───── Dataset entries

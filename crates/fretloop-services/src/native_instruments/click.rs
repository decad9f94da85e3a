//! Metronome click: short triangle blip

use super::{midi_to_freq, Instrument, PendingTriggers, Trigger, MAX_BLOCK_SIZE};

/// G5 accents the bar
const DOWNBEAT_MIDI: u8 = 79;
/// C5
const BEAT_MIDI: u8 = 72;
const ATTACK: f64 = 0.001;
const DECAY: f64 = 0.1;

#[derive(Debug)]
pub struct ClickVoice {
    sample_rate: f32,
    phase: f64,
    freq: f64,
    /// Seconds since the last click; `None` when silent
    elapsed: Option<f64>,
    pending: PendingTriggers,
    output: Vec<f32>,
}

impl ClickVoice {
    pub fn new(sample_rate: f32) -> Self {
        Self {
            sample_rate,
            phase: 0.0,
            freq: midi_to_freq(BEAT_MIDI),
            elapsed: None,
            pending: PendingTriggers::default(),
            output: vec![0.0; MAX_BLOCK_SIZE],
        }
    }

    fn envelope(t: f64) -> f64 {
        if t < ATTACK {
            t / ATTACK
        } else {
            (1.0 - (t - ATTACK) / DECAY).max(0.0)
        }
    }

    fn tick(&mut self, dt: f64) -> f64 {
        let Some(t) = self.elapsed else {
            return 0.0;
        };
        if t >= ATTACK + DECAY {
            self.elapsed = None;
            return 0.0;
        }
        self.phase = (self.phase + self.freq * dt).fract();
        let tri = 1.0 - 4.0 * (self.phase - 0.5).abs();
        self.elapsed = Some(t + dt);
        tri * Self::envelope(t)
    }
}

impl Instrument for ClickVoice {
    fn name(&self) -> &str {
        "Click"
    }

    fn queue(&mut self, trigger: Trigger, sample_offset: u32) {
        if matches!(trigger, Trigger::Click { .. }) {
            self.pending.push(trigger, sample_offset);
        }
    }

    fn all_notes_off(&mut self) {
        self.pending.clear();
        self.elapsed = None;
    }

    fn process(&mut self, num_frames: usize) -> &[f32] {
        let frames = num_frames.min(MAX_BLOCK_SIZE);
        let dt = 1.0 / self.sample_rate as f64;
        self.pending.sort();

        for frame_idx in 0..frames {
            while let Some(trigger) = self.pending.pop_due(frame_idx) {
                if let Trigger::Click { downbeat } = trigger {
                    let midi = if downbeat { DOWNBEAT_MIDI } else { BEAT_MIDI };
                    self.freq = midi_to_freq(midi);
                    self.phase = 0.0;
                    self.elapsed = Some(0.0);
                }
            }
            self.output[frame_idx] = self.tick(dt) as f32;
        }

        self.pending.advance(frames);
        &self.output[..frames]
    }

    fn set_sample_rate(&mut self, sample_rate: f32) {
        self.sample_rate = sample_rate;
    }

    fn is_idle(&self) -> bool {
        self.pending.is_empty() && self.elapsed.is_none()
    }
}

#[cfg(test)]
mod tests {
    use super::*;

    fn zero_crossings(samples: &[f32]) -> usize {
        samples.windows(2).filter(|w| w[0] < 0.0 && w[1] >= 0.0).count()
    }

    #[test]
    fn test_click_length() {
        let mut click = ClickVoice::new(48_000.0);
        click.queue(Trigger::Click { downbeat: false }, 0);
        let out = click.process(4096).to_vec();
        assert!(out.iter().any(|s| s.abs() > 0.5));
        assert!(!click.is_idle());

        // 101 ms is 4848 frames at 48 kHz
        let tail = click.process(1024).to_vec();
        assert!(tail[800..].iter().all(|&s| s == 0.0));
        assert!(click.is_idle());
    }

    #[test]
    fn test_downbeat_is_higher() {
        let mut down = ClickVoice::new(48_000.0);
        down.queue(Trigger::Click { downbeat: true }, 0);
        let mut up = ClickVoice::new(48_000.0);
        up.queue(Trigger::Click { downbeat: false }, 0);
        assert!(zero_crossings(down.process(2400)) > zero_crossings(up.process(2400)));
    }
}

──────────

All lines in the data above from the one with "self.phase = (self.phase" through the one with "fn zero_crossings(samples: &[f32])" must be repeated exactly, and no others.

**Output of the task**
        self.phase = (self.phase + self.freq * dt).fract();
        let tri = 1.0 - 4.0 * (self.phase - 0.5).abs();
        self.elapsed = Some(t + dt);
        tri * Self::envelope(t)
    }
}

impl Instrument for ClickVoice {
    fn name(&self) -> &str {
        "Click"
    }

    fn queue(&mut self, trigger: Trigger, sample_offset: u32) {
        if matches!(trigger, Trigger::Click { .. }) {
            self.pending.push(trigger, sample_offset);
        }
    }

    fn all_notes_off(&mut self) {
        self.pending.clear();
        self.elapsed = None;
    }

    fn process(&mut self, num_frames: usize) -> &[f32] {
        let frames = num_frames.min(MAX_BLOCK_SIZE);
        let dt = 1.0 / self.sample_rate as f64;
        self.pending.sort();

        for frame_idx in 0..frames {
            while let Some(trigger) = self.pending.pop_due(frame_idx) {
                if let Trigger::Click { downbeat } = trigger {
                    let midi = if downbeat { DOWNBEAT_MIDI } else { BEAT_MIDI };
                    self.freq = midi_to_freq(midi);
                    self.phase = 0.0;
                    self.elapsed = Some(0.0);
                }
            }
            self.output[frame_idx] = self.tick(dt) as f32;
        }

        self.pending.advance(frames);
        &self.output[..frames]
    }

    fn set_sample_rate(&mut self, sample_rate: f32) {
        self.sample_rate = sample_rate;
    }

    fn is_idle(&self) -> bool {
        self.pending.is_empty() && self.elapsed.is_none()
    }
}

#[cfg(test)]
mod tests {
    use super::*;

    fn zero_crossings(samples: &[f32]) -> usize {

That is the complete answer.